(Saved data entries)

//! Summaries of a scored zone set: top-N, ranking report and KPIs.

use serde::{Deserialize, Serialize};
use zone_priority_zone_models::{PriorityTier, ScoredZone};

use crate::ScoringError;

/// Aggregate view of one scoring run.
#[derive(Debug, Clone, PartialEq, Serialize, Deserialize)]
#[serde(rename_all = "camelCase")]
pub struct RankingReport {
    /// Number of zones scored.
    pub total_zones: usize,
    /// Zones in [`PriorityTier::High`].
    pub high_priority_zones: usize,
    /// Zones in [`PriorityTier::Medium`].
    pub medium_priority_zones: usize,
    /// Zones in [`PriorityTier::Low`].
    pub low_priority_zones: usize,
    /// Zones whose education bonus is set.
    pub unconnected_education_sites: usize,
    /// Mean priority score.
    pub mean_score: f64,
    /// Highest priority score.
    pub max_score: f64,
    /// Lowest priority score.
    pub min_score: f64,
    /// Name of the highest-scoring zone (first in input order on ties).
    pub top_zone: String,
}

/// Headline indicators for the zones currently in view.
#[derive(Debug, Clone, Default, PartialEq, Serialize, Deserialize)]
#[serde(rename_all = "camelCase")]
pub struct ZoneKpis {
    /// Sum of zone populations.
    pub total_population: u64,
    /// Number of zones.
    pub zone_count: usize,
    /// Zones in [`PriorityTier::High`].
    pub high_priority_zones: usize,
    /// Zones with an education site lacking connectivity.
    pub unconnected_education_sites: usize,
    /// Mean of zone average speeds.
    pub mean_speed_mbps: f64,
    /// Mean internet penetration.
    pub mean_penetration: f64,
}

/// The `n` highest-priority zones, ordered by rank.
///
/// Accepts a full scored slice or a filtered selection of it. Zones sharing
/// a rank keep their input order.
#[must_use]
pub fn top_zones<'a, I>(zones: I, n: usize) -> Vec<&'a ScoredZone>
where
    I: IntoIterator<Item = &'a ScoredZone>,
{
    let mut by_rank: Vec<&ScoredZone> = zones.into_iter().collect();
    by_rank.sort_by_key(|z| z.rank);
    by_rank.truncate(n);
    by_rank
}

/// Builds a [`RankingReport`] for a scored set.
///
/// # Errors
///
/// Returns [`ScoringError::EmptyZoneSet`] if `scored` is empty.
#[allow(clippy::cast_precision_loss)]
pub fn ranking_report(scored: &[ScoredZone]) -> Result<RankingReport, ScoringError> {
    let Some(first) = scored.first() else {
        return Err(ScoringError::EmptyZoneSet);
    };

    let count_tier = |tier: PriorityTier| {
        scored
            .iter()
            .filter(|z| z.priority_tier == tier)
            .count()
    };

    let mut top = first;
    let mut min_score = first.priority_score;
    let mut sum = 0.0;

    for zone in scored {
        if zone.priority_score > top.priority_score {
            top = zone;
        }
        min_score = min_score.min(zone.priority_score);
        sum += zone.priority_score;
    }

    Ok(RankingReport {
        total_zones: scored.len(),
        high_priority_zones: count_tier(PriorityTier::High),
        medium_priority_zones: count_tier(PriorityTier::Medium),
        low_priority_zones: count_tier(PriorityTier::Low),
        unconnected_education_sites: scored
            .iter()
            .filter(|z| z.education_bonus > 0.0)
            .count(),
        mean_score: sum / scored.len() as f64,
        max_score: top.priority_score,
        min_score,
        top_zone: top.name().to_string(),
    })
}

/// Computes [`ZoneKpis`] over any selection of scored zones.
///
/// An empty selection yields all-zero indicators.
#[must_use]
#[allow(clippy::cast_precision_loss)]
pub fn zone_kpis<'a, I>(zones: I) -> ZoneKpis
where
    I: IntoIterator<Item = &'a ScoredZone>,
{
    let mut kpis = ZoneKpis::default();
    let mut speed_sum = 0.0;
    let mut penetration_sum = 0.0;

    for scored in zones {
        kpis.zone_count += 1;
        kpis.total_population = kpis.total_population.saturating_add(scored.zone.population);
        if scored.priority_tier == PriorityTier::High {
            kpis.high_priority_zones += 1;
        }
        if scored.zone.has_unconnected_education_site() {
            kpis.unconnected_education_sites += 1;
        }
        speed_sum += scored.zone.average_speed_mbps;
        penetration_sum += scored.zone.internet_penetration;
    }

    if kpis.zone_count > 0 {
        kpis.mean_speed_mbps = speed_sum / kpis.zone_count as f64;
        kpis.mean_penetration = penetration_sum / kpis.zone_count as f64;
    }

    kpis
}

#[cfg(test)]
mod tests {
    use super::*;
    use crate::filter::ZoneFilter;
    use crate::score;
    use crate::test_zones::{with_education, zone};

    const TOLERANCE: f64 = 1e-9;

    fn scored() -> Vec<ScoredZone> {
        score(&[
            zone("Connected Town", 9000, 40.0),
            with_education(zone("Potrerito", 4800, 1.5), false),
            with_education(zone("Robles", 3200, 15.2), true),
            with_education(zone("Ampudia", 2700, 3.5), false),
        ])
        .unwrap()
    }

    #[test]
    fn top_zones_orders_by_rank() {
        let scored = scored();
        let top: Vec<&str> = top_zones(&scored, 2)
            .into_iter()
            .map(ScoredZone::name)
            .collect();
        assert_eq!(top, vec!["Potrerito", "Ampudia"]);
    }

    #[test]
    fn top_zones_with_large_n_returns_all() {
        let scored = scored();
        assert_eq!(top_zones(&scored, 50).len(), scored.len());
    }

    #[test]
    fn top_zones_over_filtered_selection_keeps_global_rank() {
        let scored = scored();
        let visible = ZoneFilter::new()
            .with_names(["Robles", "Connected Town"])
            .apply(&scored);
        let top = top_zones(visible, 1);
        assert_eq!(top.len(), 1);
        assert_eq!(top[0].name(), "Robles");
        assert!(top[0].rank > 1);
    }

    #[test]
    fn report_counts_tiers_and_sites() {
        let scored = scored();
        let report = ranking_report(&scored).unwrap();

        assert_eq!(report.total_zones, 4);
        assert_eq!(
            report.high_priority_zones + report.medium_priority_zones + report.low_priority_zones,
            4
        );
        assert_eq!(report.unconnected_education_sites, 2);
        assert_eq!(report.top_zone, "Potrerito");
        assert!(report.min_score <= report.mean_score);
        assert!(report.mean_score <= report.max_score);

        let max = scored
            .iter()
            .map(|z| z.priority_score)
            .fold(f64::NEG_INFINITY, f64::max);
        assert!((report.max_score - max).abs() < TOLERANCE);
    }

    #[test]
    fn report_on_tie_names_first_zone() {
        let scored = score(&[zone("First", 100, 2.0), zone("Second", 100, 2.0)]).unwrap();
        let report = ranking_report(&scored).unwrap();
        assert_eq!(report.top_zone, "First");
    }

    #[test]
    fn report_rejects_empty_set() {
        assert!(matches!(
            ranking_report(&[]),
            Err(ScoringError::EmptyZoneSet)
        ));
    }

    #[test]
    fn kpis_over_full_set() {
        let scored = scored();
        let kpis = zone_kpis(&scored);

        assert_eq!(kpis.zone_count, 4);
        assert_eq!(kpis.total_population, 9000 + 4800 + 3200 + 2700);
        assert_eq!(kpis.unconnected_education_sites, 2);
        assert!((kpis.mean_speed_mbps - (40.0 + 1.5 + 15.2 + 3.5) / 4.0).abs() < TOLERANCE);
        assert!((kpis.mean_penetration - 0.5).abs() < TOLERANCE);
    }

    #[test]
    fn kpis_over_filtered_selection() {
        let scored = scored();
        let visible = ZoneFilter::new().with_names(["Robles"]).apply(&scored);
        let kpis = zone_kpis(visible);

        assert_eq!(kpis.zone_count, 1);
        assert_eq!(kpis.total_population, 3200);
        assert_eq!(kpis.unconnected_education_sites, 0);
    }

    #[test]
    fn kpis_population_saturates() {
        let huge = score(&[zone("Huge", u64::MAX, 1.0), zone("Big", u64::MAX - 1, 2.0)]).unwrap();
        assert_eq!(zone_kpis(&huge).total_population, u64::MAX);
    }

    #[test]
    fn kpis_over_nothing_are_zero() {
        assert_eq!(zone_kpis(&[]), ZoneKpis::default());
    }
}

What you will do -> Say only how many lines among the entries above contain the string "indicators".

Result below -> 2